(Beginning of RECORDS FOR PROCESSING)
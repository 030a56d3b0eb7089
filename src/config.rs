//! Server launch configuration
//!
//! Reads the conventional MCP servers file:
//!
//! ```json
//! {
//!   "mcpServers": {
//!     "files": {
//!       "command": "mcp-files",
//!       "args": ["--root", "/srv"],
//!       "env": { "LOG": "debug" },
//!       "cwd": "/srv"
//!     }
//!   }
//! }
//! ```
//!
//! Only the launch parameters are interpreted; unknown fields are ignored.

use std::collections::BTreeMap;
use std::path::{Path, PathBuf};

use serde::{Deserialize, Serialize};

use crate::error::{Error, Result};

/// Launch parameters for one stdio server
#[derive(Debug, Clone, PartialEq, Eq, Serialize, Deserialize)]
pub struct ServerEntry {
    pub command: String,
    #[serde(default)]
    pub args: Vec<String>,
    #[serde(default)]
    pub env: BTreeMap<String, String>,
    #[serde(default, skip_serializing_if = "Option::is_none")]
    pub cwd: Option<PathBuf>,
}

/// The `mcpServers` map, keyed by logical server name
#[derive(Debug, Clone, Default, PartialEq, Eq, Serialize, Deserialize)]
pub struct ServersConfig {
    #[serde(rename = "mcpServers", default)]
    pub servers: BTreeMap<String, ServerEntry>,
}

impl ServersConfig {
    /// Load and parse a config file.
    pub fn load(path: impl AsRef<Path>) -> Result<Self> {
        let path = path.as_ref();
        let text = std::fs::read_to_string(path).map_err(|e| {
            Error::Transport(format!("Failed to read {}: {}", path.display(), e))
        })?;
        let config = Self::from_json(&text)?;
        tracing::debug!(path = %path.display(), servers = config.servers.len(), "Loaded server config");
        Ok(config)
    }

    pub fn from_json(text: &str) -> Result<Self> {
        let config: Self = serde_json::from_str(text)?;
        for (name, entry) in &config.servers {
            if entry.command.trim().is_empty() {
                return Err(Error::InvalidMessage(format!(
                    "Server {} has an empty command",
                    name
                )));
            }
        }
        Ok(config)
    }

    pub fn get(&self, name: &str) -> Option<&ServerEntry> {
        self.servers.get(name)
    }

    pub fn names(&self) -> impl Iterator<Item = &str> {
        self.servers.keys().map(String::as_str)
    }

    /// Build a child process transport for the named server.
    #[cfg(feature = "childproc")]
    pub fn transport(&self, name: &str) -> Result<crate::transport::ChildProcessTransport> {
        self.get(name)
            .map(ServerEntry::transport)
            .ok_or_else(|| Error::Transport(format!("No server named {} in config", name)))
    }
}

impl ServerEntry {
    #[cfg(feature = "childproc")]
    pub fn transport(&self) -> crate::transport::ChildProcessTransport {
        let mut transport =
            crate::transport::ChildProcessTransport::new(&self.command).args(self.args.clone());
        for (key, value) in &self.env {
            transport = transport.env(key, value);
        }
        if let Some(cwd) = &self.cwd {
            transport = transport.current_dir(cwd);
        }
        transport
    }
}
(End of RECORDS FOR PROCESSING)
(Beginning of RECORDS FOR PROCESSING)
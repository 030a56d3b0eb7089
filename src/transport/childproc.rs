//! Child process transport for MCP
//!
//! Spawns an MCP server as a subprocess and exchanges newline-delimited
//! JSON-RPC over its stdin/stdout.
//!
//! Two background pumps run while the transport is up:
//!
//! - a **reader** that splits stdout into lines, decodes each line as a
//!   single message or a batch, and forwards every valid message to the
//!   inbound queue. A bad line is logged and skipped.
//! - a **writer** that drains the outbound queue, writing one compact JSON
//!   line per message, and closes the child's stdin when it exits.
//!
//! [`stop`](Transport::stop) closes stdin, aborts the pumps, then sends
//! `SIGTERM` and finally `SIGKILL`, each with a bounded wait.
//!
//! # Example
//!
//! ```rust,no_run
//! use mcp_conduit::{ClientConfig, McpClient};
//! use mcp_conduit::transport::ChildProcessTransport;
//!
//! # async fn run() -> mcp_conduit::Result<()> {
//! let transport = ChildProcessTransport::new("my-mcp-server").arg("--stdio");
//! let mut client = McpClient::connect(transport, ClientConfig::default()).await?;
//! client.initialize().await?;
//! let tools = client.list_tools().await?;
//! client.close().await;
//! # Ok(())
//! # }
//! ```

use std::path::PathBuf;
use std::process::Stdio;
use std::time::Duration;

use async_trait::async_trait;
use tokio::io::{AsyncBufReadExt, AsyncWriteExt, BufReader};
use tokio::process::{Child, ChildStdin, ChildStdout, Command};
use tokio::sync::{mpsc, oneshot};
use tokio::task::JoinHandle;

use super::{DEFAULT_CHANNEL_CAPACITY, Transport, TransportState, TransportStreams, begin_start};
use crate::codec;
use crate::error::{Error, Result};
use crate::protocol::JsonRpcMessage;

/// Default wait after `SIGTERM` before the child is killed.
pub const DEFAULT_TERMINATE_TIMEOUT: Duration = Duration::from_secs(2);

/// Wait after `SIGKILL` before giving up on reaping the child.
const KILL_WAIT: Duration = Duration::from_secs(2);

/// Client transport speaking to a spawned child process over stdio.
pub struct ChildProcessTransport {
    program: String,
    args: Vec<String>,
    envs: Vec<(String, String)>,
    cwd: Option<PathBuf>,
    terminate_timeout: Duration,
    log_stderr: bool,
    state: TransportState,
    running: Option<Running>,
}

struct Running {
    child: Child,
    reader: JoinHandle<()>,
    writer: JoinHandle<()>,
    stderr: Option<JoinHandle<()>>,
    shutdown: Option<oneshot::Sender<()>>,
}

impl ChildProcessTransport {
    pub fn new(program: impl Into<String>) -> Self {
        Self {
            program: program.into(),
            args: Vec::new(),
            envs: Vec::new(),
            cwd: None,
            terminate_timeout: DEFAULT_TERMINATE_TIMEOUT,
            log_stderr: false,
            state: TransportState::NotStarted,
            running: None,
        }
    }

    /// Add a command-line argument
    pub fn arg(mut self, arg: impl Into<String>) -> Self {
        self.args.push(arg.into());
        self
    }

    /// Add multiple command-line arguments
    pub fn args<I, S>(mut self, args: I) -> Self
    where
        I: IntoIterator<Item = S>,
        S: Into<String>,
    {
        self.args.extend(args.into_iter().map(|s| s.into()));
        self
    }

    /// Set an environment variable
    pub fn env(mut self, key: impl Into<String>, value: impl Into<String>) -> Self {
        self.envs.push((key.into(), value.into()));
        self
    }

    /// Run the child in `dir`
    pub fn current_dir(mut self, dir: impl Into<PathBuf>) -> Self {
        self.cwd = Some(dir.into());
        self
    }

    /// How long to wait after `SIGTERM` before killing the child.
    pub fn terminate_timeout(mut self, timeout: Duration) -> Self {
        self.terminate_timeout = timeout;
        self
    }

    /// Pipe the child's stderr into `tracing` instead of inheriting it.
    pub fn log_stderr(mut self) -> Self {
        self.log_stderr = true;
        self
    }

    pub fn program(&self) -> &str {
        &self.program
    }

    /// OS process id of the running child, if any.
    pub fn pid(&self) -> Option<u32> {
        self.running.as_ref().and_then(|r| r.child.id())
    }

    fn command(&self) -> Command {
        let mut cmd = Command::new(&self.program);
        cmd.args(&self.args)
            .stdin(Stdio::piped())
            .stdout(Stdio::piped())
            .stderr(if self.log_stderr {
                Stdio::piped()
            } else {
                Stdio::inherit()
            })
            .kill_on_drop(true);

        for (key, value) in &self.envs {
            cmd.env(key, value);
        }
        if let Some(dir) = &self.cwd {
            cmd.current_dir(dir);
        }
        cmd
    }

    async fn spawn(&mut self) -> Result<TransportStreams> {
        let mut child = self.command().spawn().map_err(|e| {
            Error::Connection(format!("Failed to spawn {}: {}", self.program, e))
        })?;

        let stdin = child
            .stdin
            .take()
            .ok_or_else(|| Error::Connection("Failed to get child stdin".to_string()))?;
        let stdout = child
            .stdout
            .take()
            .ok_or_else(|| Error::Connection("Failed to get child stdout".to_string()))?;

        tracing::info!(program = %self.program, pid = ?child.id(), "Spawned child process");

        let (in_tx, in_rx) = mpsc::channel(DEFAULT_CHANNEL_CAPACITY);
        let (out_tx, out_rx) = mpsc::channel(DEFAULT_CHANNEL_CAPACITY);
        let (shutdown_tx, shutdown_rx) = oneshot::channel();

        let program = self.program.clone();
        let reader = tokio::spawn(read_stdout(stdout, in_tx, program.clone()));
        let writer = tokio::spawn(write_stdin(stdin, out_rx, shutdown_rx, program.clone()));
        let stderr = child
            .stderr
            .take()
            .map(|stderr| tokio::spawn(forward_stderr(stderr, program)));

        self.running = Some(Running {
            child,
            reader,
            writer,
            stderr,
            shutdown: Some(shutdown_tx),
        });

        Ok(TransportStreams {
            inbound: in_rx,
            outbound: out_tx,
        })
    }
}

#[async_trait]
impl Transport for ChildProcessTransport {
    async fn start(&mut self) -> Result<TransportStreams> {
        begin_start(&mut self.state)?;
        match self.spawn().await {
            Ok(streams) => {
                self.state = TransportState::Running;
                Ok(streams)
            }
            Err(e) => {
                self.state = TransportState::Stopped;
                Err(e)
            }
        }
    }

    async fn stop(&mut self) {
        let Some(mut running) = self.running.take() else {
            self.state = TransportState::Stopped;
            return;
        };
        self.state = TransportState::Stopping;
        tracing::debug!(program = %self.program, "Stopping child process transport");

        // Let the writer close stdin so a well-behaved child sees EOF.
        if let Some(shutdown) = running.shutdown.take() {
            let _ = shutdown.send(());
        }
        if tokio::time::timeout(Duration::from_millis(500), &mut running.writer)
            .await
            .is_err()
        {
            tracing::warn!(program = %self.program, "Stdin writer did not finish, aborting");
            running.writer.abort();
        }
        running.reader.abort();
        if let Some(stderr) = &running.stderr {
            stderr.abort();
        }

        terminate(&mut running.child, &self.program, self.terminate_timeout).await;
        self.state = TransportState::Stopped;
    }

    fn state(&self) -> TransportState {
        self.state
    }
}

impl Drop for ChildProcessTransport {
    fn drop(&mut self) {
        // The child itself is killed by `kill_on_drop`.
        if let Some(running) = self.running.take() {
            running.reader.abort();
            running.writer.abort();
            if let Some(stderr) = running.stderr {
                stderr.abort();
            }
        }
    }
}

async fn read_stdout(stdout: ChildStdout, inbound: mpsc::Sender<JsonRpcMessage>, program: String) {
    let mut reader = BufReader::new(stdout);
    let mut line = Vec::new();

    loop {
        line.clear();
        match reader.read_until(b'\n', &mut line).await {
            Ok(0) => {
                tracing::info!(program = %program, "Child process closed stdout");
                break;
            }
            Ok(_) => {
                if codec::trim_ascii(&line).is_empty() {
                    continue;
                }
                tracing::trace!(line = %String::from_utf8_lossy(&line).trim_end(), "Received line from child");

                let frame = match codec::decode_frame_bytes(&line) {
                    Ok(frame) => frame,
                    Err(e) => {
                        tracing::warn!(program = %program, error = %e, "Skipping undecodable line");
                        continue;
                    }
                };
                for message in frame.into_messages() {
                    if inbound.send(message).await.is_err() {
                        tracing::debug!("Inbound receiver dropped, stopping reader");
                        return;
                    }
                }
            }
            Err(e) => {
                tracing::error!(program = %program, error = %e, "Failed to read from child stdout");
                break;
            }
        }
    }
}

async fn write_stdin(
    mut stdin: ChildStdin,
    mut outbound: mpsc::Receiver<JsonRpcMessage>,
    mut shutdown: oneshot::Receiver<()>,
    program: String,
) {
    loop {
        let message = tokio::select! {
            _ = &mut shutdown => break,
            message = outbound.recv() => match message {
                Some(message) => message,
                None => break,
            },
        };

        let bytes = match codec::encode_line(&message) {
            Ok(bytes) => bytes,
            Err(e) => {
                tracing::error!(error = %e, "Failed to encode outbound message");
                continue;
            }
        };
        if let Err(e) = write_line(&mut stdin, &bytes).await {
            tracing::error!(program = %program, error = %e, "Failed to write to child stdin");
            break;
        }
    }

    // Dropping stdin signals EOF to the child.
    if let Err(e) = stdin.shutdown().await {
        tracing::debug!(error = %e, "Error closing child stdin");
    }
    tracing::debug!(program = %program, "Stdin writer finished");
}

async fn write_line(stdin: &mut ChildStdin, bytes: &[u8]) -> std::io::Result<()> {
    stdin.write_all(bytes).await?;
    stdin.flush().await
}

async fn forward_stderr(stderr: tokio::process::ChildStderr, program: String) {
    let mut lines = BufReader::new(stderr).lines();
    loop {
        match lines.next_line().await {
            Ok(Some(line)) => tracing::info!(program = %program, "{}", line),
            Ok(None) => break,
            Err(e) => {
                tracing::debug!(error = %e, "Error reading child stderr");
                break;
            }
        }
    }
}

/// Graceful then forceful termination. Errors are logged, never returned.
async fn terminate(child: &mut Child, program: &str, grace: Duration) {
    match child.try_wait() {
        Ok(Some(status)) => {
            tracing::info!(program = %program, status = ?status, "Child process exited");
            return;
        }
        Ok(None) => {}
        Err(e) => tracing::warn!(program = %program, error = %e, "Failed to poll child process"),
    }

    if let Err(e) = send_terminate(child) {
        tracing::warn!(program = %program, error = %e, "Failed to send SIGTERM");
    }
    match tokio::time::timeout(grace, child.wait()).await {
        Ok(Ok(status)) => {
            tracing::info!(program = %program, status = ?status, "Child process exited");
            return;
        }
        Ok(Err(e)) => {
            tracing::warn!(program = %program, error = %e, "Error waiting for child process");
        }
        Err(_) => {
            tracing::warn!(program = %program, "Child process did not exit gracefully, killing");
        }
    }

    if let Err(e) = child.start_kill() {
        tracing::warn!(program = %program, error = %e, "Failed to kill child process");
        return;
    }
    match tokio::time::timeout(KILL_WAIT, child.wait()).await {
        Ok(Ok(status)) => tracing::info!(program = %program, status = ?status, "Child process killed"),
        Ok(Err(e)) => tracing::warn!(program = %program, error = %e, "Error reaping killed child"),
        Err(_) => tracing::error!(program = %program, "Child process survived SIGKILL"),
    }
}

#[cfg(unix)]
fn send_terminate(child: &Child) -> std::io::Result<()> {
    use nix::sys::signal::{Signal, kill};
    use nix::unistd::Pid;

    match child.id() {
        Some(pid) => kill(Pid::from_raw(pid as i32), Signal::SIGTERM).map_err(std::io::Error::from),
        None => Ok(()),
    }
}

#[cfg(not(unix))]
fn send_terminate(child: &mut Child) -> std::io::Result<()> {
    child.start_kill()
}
(End of RECORDS FOR PROCESSING)
(Beginning of RECORDS FOR PROCESSING)
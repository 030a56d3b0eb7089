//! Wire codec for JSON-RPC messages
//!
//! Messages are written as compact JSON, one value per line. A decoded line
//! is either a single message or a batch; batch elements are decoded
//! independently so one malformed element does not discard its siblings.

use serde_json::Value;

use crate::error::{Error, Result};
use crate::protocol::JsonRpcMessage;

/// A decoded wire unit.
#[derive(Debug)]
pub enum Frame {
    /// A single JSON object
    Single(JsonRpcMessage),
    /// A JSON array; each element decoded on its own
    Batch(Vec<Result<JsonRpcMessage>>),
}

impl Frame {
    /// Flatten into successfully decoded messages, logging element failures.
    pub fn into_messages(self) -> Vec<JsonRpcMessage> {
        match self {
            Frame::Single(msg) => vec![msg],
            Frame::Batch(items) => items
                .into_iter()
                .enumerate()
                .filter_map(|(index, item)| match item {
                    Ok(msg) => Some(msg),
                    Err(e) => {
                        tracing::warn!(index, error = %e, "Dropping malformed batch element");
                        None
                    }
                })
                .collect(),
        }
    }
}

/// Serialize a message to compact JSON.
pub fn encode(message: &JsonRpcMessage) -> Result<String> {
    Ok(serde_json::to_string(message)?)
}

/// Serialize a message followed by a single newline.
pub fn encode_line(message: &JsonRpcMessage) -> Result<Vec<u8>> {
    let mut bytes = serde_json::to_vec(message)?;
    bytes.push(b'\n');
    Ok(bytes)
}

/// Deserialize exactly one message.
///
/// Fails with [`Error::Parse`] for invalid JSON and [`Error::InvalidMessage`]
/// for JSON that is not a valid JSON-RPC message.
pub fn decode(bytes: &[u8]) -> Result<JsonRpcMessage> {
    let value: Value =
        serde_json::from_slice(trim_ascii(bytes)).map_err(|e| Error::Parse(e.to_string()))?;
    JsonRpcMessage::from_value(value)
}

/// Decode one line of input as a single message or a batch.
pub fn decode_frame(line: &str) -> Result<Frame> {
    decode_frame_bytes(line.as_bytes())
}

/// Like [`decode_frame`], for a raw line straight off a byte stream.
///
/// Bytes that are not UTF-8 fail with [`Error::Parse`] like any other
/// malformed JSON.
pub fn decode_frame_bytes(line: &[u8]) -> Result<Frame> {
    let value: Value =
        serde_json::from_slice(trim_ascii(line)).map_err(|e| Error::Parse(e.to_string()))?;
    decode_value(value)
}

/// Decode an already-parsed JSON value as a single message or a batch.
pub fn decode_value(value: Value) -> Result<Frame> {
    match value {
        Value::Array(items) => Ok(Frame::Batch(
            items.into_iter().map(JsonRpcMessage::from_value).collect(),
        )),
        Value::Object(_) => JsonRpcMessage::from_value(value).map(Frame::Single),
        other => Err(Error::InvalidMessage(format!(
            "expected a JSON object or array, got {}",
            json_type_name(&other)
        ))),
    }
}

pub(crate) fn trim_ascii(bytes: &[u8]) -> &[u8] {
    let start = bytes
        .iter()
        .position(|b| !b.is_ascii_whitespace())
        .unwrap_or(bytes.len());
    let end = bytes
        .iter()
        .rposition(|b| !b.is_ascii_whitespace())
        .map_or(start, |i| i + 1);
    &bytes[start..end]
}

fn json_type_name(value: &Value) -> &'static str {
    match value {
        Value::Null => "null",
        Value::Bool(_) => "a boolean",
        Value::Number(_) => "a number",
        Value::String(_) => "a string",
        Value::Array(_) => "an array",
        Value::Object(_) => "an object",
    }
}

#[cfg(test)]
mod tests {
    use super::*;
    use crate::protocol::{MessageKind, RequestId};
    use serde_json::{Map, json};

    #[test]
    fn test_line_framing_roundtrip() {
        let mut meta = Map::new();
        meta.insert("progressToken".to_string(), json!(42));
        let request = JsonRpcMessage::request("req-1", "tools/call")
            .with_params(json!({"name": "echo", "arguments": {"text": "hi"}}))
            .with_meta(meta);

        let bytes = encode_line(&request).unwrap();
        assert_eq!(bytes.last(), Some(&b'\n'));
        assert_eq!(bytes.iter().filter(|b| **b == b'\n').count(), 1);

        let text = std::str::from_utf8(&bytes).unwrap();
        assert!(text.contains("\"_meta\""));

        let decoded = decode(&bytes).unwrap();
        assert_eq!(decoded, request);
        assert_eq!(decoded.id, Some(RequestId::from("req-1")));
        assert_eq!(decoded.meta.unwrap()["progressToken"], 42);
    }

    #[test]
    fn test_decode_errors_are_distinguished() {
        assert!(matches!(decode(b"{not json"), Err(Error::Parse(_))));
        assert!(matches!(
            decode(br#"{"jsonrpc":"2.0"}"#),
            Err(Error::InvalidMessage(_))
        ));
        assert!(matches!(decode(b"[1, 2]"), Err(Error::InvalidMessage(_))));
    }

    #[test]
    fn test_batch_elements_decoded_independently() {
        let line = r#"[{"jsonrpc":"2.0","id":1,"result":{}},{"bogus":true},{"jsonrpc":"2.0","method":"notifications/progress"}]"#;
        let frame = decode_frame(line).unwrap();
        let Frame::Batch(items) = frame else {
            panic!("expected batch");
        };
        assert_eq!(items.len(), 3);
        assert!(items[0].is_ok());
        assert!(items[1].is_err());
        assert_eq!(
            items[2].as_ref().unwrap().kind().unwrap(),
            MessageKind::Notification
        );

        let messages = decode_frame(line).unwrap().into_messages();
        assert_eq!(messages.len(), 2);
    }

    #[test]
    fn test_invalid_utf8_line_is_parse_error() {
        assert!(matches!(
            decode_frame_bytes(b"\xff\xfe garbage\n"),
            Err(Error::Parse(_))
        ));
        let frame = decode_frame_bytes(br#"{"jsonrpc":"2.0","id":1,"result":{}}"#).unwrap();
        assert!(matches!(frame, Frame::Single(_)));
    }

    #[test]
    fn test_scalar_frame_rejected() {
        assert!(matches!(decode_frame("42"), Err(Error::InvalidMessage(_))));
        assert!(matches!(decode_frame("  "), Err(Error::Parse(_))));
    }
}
(End of RECORDS FOR PROCESSING)
WORK ITEM:
Return, in full, every line of these entries that holds "Sender".

FINISHED EXERCISE:
    shutdown: Option<oneshot::Sender<()>>,
async fn read_stdout(stdout: ChildStdout, inbound: mpsc::Sender<JsonRpcMessage>, program: String) {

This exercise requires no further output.